A professor from the University of California, Dilip Jeste, claims that people who think they are ageing well are not necessarily the healthiest individuals. His study of 500 people aged 60 to 98 and living in the community, led him to observe that optimism and effective coping strategies were more important to ageing successfully than ‘traditional measures of health and wellness’. Attitude is more important than physical health, he concludes. A good example, perhaps, of academics discovering what everybody else already knows!

Last year a report was published in this country called ‘Securing Good Care for Older People’, and I have been glancing at its formidable analysis and recommendations on the internet. The author, Sir Derek Wanless, accepts that he is peering into the unknown, that the care of the elderly is a political hot potato (as we said in the last posting), that to help people stay in their own homes is better than residential accommodation and that those who care for the elderly (and there are over five million of them) need better training and resources. He advocates a system of partnership between the individual and the State, which will make it less likely that people will have to sell up their homes to pay for care and argues that the ‘policy-makers’ (his word for government) will have to use existing resources more creatively than at present. Funding comes from different agencies often without consultation and involving multiple applications. One agency should do the lot. Accepting that more thought has to be given to his proposals, he concludes that resources should be equivalent to those of the National Health Service.

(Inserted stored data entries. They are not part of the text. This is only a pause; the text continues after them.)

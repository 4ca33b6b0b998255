//! CLI argument parsing

use clap::Parser;

/// The launcher takes no options of its own; clap only supplies `--help` and
/// `--version` and rejects anything else.
#[derive(Parser, Debug)]
#[command(name = "analytics-launcher")]
#[command(
    author,
    version,
    about = "Run the analytics task in an isolated home with the runtime environment activated",
    long_about = "Creates a fresh home directory, activates the runtime environment from the \
                  application root, ensures the tool config directory exists, then runs \
                  `invoke analytics` with all of its output appended to the analytics log. \
                  Exits with the task's exit code."
)]
pub struct Args {}

#[cfg(test)]
mod tests {
    use super::*;
    use clap::CommandFactory;

    #[test]
    fn test_no_arguments() {
        assert!(Args::try_parse_from(["analytics-launcher"]).is_ok());
    }

    #[test]
    fn test_rejects_arguments() {
        assert!(Args::try_parse_from(["analytics-launcher", "reports"]).is_err());
        assert!(Args::try_parse_from(["analytics-launcher", "--dry-run"]).is_err());
    }

    #[test]
    fn test_command_is_valid() {
        Args::command().debug_assert();
    }
}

No one doubts that people are living longer, though the social consequences of that still need to be recognised. I have been reading an article in The Guardian by Joanna Lyall. She writes about Jeanne Calment, the oldest known person who died at the age of 122 last year. She could be seen riding her bicycle around Arles when she was a 100, lived independently until she was 110, and had a hip operation at 114. A young photographer took a her picture of her when she was 120, and said as he left that he hoped he would see her again the following year. ‘I don’t see why not, she said, ‘you look in pretty good health to me’.

Rather than physical fitness, a positive attitude to life contributes to a sense of wellbeing as we get older. It would seem that a sense of humour helps too!

B.R.

Monday, January 15, 2007

'Who's going to look after Grandma?'

There’s been a lot of talk in the British press and media recently about caring for the elderly. It seems that with a limited social care budget for the young and the old, it’s the young that are winning, though I would question that. (School playing fields have been sold off. Investment in youth leaders and clubs, and the provision of sporting facilities have all declined in the last couple of decades. The increase in criminal behaviour amongst young people must surely be related to that.)

However, with people living longer and pensions under threat, more and more older people are likely to be totally dependent on their own resources. We are told that the State is likely to be unable – or unwilling – to provide accommodation or domiciliary care for the aged and the very old, which for those of us who are travelling that road, is worrying indeed.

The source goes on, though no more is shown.